— Мы можем предоставить польской армии такие же условия, какие предоставляем Красной Армии.
— В прежних условиях мы не сформируем даже корпуса, — повторил Сикорский.
— Я понимаю, что условия неподходящие. — Сталин говорил теперь более мягким тоном. — Наши части формируются не в лучших, говорю вам честно; пока мы можем предоставить вам только такие условия, какие имеет наша армия. Если уж очень хотите, то один корпус, две-три дивизии, — продолжал он, — могут уйти. Или, если хотите, выделю вам место и средства на формирование шести дивизий.
— Я еще раз подтверждаю наше желание сражаться вместе с вами против нашего общего врага — Германии.
Тон беседы изменился, холодок стал исчезать. Сикорский решил, что наступил удобный момент, чтобы поставить вопрос, который он считал самым трудным. Он полагал, что натолкнется на непроизвольное сопротивление, когда заговорил о судьбе поляков в России, но Сталин казался теперь более доброжелательным и более благосклонным к достижению договоренностей по конкретным вопросам. Итак, получено разрешение иметь представителей посольства даже во Владивостоке. Что же касается предоставления полякам более лучших условий, то Советское правительство готово максимально пойти им навстречу в этом вопросе.
Сталин подошел к карте и показал Ташкент, Алма-Ату, Южный Казахстан, Барнаул и Новосибирск как места возможного формирования польской армии. Положительно был решен вопрос и о предоставлении займа. Несмотря на возражения Молотова, Сталин согласился на сумму в сто миллионов рублей, которую просил Сикорский.
«Значит, все-таки с ним можно договориться. Этот грузин, — подумал он, — чем-то напоминает Пилсудского, только более последователен. Может, Кот чересчур пессимистически оценивает возможность найти общий язык с русскими?
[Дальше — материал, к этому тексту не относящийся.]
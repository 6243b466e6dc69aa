//! Vela Platform Signals
//!
//! The narrow interface between the theming runtime and the host:
//!
//! - **Window metrics**: current window dimensions, queried on demand
//! - **App lifecycle**: foreground/background transitions delivered to listeners
//! - **Text direction**: the system right-to-left setting
//!
//! Native backends implement [`SignalSource`] and [`TextDirectionSource`].
//! [`HeadlessPlatform`] implements both over caller-driven state.

pub mod error;
pub mod headless;
pub mod signal;

pub use error::{PlatformError, Result};
pub use headless::HeadlessPlatform;
pub use signal::{
    AppState, AppStateListener, Dimensions, SignalSource, Subscription, TextDirectionSource,
};
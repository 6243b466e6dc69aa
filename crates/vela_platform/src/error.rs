//! Platform error types

use thiserror::Error;

/// Platform-related errors
#[derive(Error, Debug)]
pub enum PlatformError {
    /// The host cannot report window metrics yet (no window laid out)
    #[error("Window metrics unavailable: {0}")]
    MetricsUnavailable(String),

    /// The host reported dimensions that are not positive and finite
    #[error("Invalid window dimensions: {width}x{height}")]
    InvalidDimensions { width: f32, height: f32 },

    /// Platform not available
    #[error("Platform not available: {0}")]
    Unavailable(String),

    /// Generic platform error
    #[error("Platform error: {0}")]
    Other(String),
}

/// Result type for platform operations
pub type Result<T> = std::result::Result<T, PlatformError>;
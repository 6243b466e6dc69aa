//! Environment observer
//!
//! Turns platform signals into a [`ConditionSet`]. Every event reads the
//! text-direction setting; layout events also read window dimensions and
//! derive orientation and the smallest-width breakpoint. Each reading is merged
//! into the observed state in one step, so nobody sees half an update.

use std::sync::{Arc, Mutex};

use tracing::warn;
use vela_platform::{AppStateListener, SignalSource, Subscription, TextDirectionSource};

use crate::conditions::{ConditionSet, LayoutDirection, Orientation};
use crate::lock;
use crate::spec::ThemeSpec;

/// What triggered an observation
#[derive(Clone, Copy, Debug, Eq, PartialEq)]
pub enum EnvironmentEvent {
    /// The root view was laid out or resized
    Layout,
    /// The app moved between foreground and background
    AppStateChange,
}

/// Merged view of everything observed so far
#[derive(Clone, Debug, Default, PartialEq)]
pub struct EnvironmentState {
    pub width: Option<f32>,
    pub height: Option<f32>,
    pub conditions: ConditionSet,
}

impl EnvironmentState {
    /// Both layout direction and width are known
    pub fn is_complete(&self) -> bool {
        self.conditions.layout_direction.is_some() && self.width.is_some()
    }

    /// Nothing has been observed
    pub fn is_empty(&self) -> bool {
        self.width.is_none()
            && self.height.is_none()
            && self.conditions == ConditionSet::default()
    }
}

/// Dimension-dependent fields read together on a layout event
#[derive(Clone, Debug, PartialEq)]
struct LayoutReading {
    width: f32,
    height: f32,
    orientation: Orientation,
    smallest_width: Option<String>,
}

/// Pick the breakpoint tag for `width`.
///
/// Returns the last breakpoint in spec order whose threshold is at most
/// `width`. Spec order decides, not numeric order: with `[sw400, sw800, sw600]`
/// and width 900 the result is `sw600`.
pub fn select_breakpoint(spec: &ThemeSpec, width: f32) -> Option<String> {
    spec.breakpoints()
        .filter(|(_, threshold)| width >= *threshold as f32)
        .last()
        .map(|(tag, _)| tag.to_owned())
}

/// Reads platform signals and owns the merged [`EnvironmentState`]
pub struct EnvironmentObserver {
    signals: Arc<dyn SignalSource>,
    direction: Arc<dyn TextDirectionSource>,
    state: Mutex<EnvironmentState>,
}

impl EnvironmentObserver {
    pub fn new(signals: Arc<dyn SignalSource>, direction: Arc<dyn TextDirectionSource>) -> Self {
        Self {
            signals,
            direction,
            state: Mutex::new(EnvironmentState::default()),
        }
    }

    /// Read the sources for `event`, merge, and return the new state
    pub fn handle(&self, event: EnvironmentEvent, spec: &ThemeSpec) -> EnvironmentState {
        let layout_direction = LayoutDirection::from_rtl(self.direction.is_rtl());
        let layout = match event {
            EnvironmentEvent::Layout => self.read_layout(spec),
            EnvironmentEvent::AppStateChange => None,
        };

        let mut state = lock(&self.state);
        state.conditions.layout_direction = Some(layout_direction);
        if let Some(reading) = layout {
            state.width = Some(reading.width);
            state.height = Some(reading.height);
            state.conditions.orientation = Some(reading.orientation);
            state.conditions.smallest_width = reading.smallest_width;
        }
        state.clone()
    }

    pub fn current_state(&self) -> EnvironmentState {
        lock(&self.state).clone()
    }

    pub fn current_conditions(&self) -> ConditionSet {
        lock(&self.state).conditions.clone()
    }

    /// Register `listener` for foreground/background transitions
    pub fn on_app_state_change(&self, listener: AppStateListener) -> Subscription {
        self.signals.subscribe_app_state(listener)
    }

    fn read_layout(&self, spec: &ThemeSpec) -> Option<LayoutReading> {
        let dimensions = match self.signals.window_dimensions() {
            Ok(dimensions) if dimensions.is_valid() => dimensions,
            Ok(dimensions) => {
                warn!(
                    width = dimensions.width,
                    height = dimensions.height,
                    "ignoring invalid window dimensions"
                );
                return None;
            }
            Err(error) => {
                warn!(%error, "window dimensions unavailable");
                return None;
            }
        };

        Some(LayoutReading {
            width: dimensions.width,
            height: dimensions.height,
            orientation: Orientation::from_dimensions(dimensions.width, dimensions.height),
            smallest_width: select_breakpoint(spec, dimensions.width),
        })
    }
}
//! Environment signal contracts
//!
//! The theming runtime never talks to a native API directly. It reads window
//! metrics and the text-direction setting through these traits and learns about
//! foreground transitions through a listener registered on the signal source.

use std::fmt;

use crate::error::Result;

/// Window dimensions in logical pixels
#[derive(Clone, Copy, Debug, PartialEq)]
pub struct Dimensions {
    pub width: f32,
    pub height: f32,
}

impl Dimensions {
    pub fn new(width: f32, height: f32) -> Self {
        Self { width, height }
    }

    /// Both sides are finite and strictly positive
    pub fn is_valid(&self) -> bool {
        self.width.is_finite() && self.height.is_finite() && self.width > 0.0 && self.height > 0.0
    }
}

/// Application lifecycle state reported by the host
#[derive(Clone, Copy, Debug, Default, PartialEq, Eq, Hash)]
pub enum AppState {
    /// In the foreground and receiving input
    #[default]
    Active,
    /// Visible but not receiving input (incoming call, app switcher)
    Inactive,
    /// Not visible
    Background,
}

/// Listener invoked on every app-state transition.
///
/// Carries no payload: receivers re-read whatever state they need.
pub type AppStateListener = Box<dyn Fn() + Send + Sync>;

/// Source of window metrics and lifecycle notifications
pub trait SignalSource: Send + Sync {
    /// Current window size.
    ///
    /// Fails with [`PlatformError::MetricsUnavailable`](crate::PlatformError::MetricsUnavailable)
    /// until the host has laid out a window.
    fn window_dimensions(&self) -> Result<Dimensions>;

    /// Register a listener for app lifecycle changes.
    ///
    /// The listener stays registered until the returned [`Subscription`] is dropped.
    fn subscribe_app_state(&self, listener: AppStateListener) -> Subscription;
}

/// Source of the system layout-direction setting
pub trait TextDirectionSource: Send + Sync {
    /// Whether the system is configured for right-to-left layout
    fn is_rtl(&self) -> bool;
}

/// Guard that removes a registered listener when dropped
#[must_use = "dropping a Subscription unsubscribes immediately"]
pub struct Subscription {
    cancel: Option<Box<dyn FnOnce() + Send + Sync>>,
}

impl Subscription {
    /// Create a subscription that runs `cancel` exactly once on drop
    pub fn new<F: FnOnce() + Send + Sync + 'static>(cancel: F) -> Self {
        Self {
            cancel: Some(Box::new(cancel)),
        }
    }

    /// Whether dropping this guard will still unsubscribe something
    pub fn is_active(&self) -> bool {
        self.cancel.is_some()
    }

    /// Unsubscribe now instead of waiting for drop
    pub fn unsubscribe(mut self) {
        self.cancel_now();
    }

    fn cancel_now(&mut self) {
        if let Some(cancel) = self.cancel.take() {
            cancel();
        }
    }
}

impl Drop for Subscription {
    fn drop(&mut self) {
        self.cancel_now();
    }
}

impl fmt::Debug for Subscription {
    fn fmt(&self, f: &mut fmt::Formatter<'_>) -> fmt::Result {
        f.debug_struct("Subscription")
            .field("active", &self.is_active())
            .finish()
    }
}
Ведь никогда до этого поляков и русских не связывало столько общего, сколько связывает их теперь».
— Мы, поляки, — сказал он, — рассматриваем войну не как символ, а как реальную борьбу, поэтому я уверен, что наша армия будет сражаться здесь вместе с вами.
— Знаю, что поляки — народ храбрый, — заметил Сталин.
— Когда ими хорошо командуют. — Сикорский решил сказать несколько теплых слов об Андерсе, подчеркнуть, что верит ему. — Я доверил нашу армию в России, — сказал он, — моему лучшему солдату, это лояльный командир, а восемь звездочек за ранения [18] говорят о его храбрости. Он не будет заниматься здесь политикой и не позволит делать этого своим подчиненным.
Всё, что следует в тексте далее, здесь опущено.